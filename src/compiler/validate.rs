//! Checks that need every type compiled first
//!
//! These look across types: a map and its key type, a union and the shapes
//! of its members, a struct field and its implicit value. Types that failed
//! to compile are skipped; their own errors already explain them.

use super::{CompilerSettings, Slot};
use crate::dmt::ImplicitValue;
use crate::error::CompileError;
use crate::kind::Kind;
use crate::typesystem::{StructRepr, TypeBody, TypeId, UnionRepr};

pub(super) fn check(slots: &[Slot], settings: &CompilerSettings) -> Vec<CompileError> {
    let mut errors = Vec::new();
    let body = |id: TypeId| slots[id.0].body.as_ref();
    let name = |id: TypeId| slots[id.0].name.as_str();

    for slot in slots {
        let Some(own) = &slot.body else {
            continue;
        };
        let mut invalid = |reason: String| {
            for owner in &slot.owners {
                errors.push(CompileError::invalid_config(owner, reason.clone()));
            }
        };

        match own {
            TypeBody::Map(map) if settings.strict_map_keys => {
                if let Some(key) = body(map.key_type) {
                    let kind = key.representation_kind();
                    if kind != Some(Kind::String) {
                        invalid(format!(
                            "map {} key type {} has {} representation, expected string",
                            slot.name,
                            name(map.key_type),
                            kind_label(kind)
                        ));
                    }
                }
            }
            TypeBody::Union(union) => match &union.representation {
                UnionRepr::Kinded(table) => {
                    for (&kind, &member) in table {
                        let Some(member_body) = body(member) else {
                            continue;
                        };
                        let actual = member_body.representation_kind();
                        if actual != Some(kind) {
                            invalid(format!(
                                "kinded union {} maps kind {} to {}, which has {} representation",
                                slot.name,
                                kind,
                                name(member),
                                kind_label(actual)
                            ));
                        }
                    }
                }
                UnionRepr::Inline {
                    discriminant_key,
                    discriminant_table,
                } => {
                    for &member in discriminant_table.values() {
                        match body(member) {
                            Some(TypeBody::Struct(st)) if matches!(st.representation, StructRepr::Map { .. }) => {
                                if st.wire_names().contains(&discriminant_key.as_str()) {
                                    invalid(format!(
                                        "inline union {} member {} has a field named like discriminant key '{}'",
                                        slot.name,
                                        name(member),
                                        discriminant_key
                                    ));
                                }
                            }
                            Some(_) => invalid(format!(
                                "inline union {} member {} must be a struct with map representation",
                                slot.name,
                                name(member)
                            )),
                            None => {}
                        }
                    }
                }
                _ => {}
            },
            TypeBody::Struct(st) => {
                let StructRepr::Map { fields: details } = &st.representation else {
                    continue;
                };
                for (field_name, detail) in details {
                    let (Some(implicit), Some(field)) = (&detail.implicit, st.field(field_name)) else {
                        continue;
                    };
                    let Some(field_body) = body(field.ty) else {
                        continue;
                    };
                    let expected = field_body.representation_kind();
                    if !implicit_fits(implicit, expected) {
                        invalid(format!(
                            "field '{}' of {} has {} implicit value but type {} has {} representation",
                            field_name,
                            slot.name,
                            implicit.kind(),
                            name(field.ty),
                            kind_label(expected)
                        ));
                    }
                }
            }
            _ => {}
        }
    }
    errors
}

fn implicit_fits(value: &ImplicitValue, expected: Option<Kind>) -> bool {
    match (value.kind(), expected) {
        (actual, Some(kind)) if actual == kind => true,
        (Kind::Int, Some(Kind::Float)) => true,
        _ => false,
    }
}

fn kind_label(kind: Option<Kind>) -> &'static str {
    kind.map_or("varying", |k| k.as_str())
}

┄┄┄┄┄┄┄┄┄┄┄┄┄┄┄┄┄┄┄┄

→ **Problem to work on**:
Transcribe the listing above line for line, from the first line to the line containing "Types that failed", inclusive, with no other lines.

→ **Task result**:
filename src/compiler/validate.rs
//! Checks that need every type compiled first
//!
//! These look across types: a map and its key type, a union and the shapes
//! of its members, a struct field and its implicit value. Types that failed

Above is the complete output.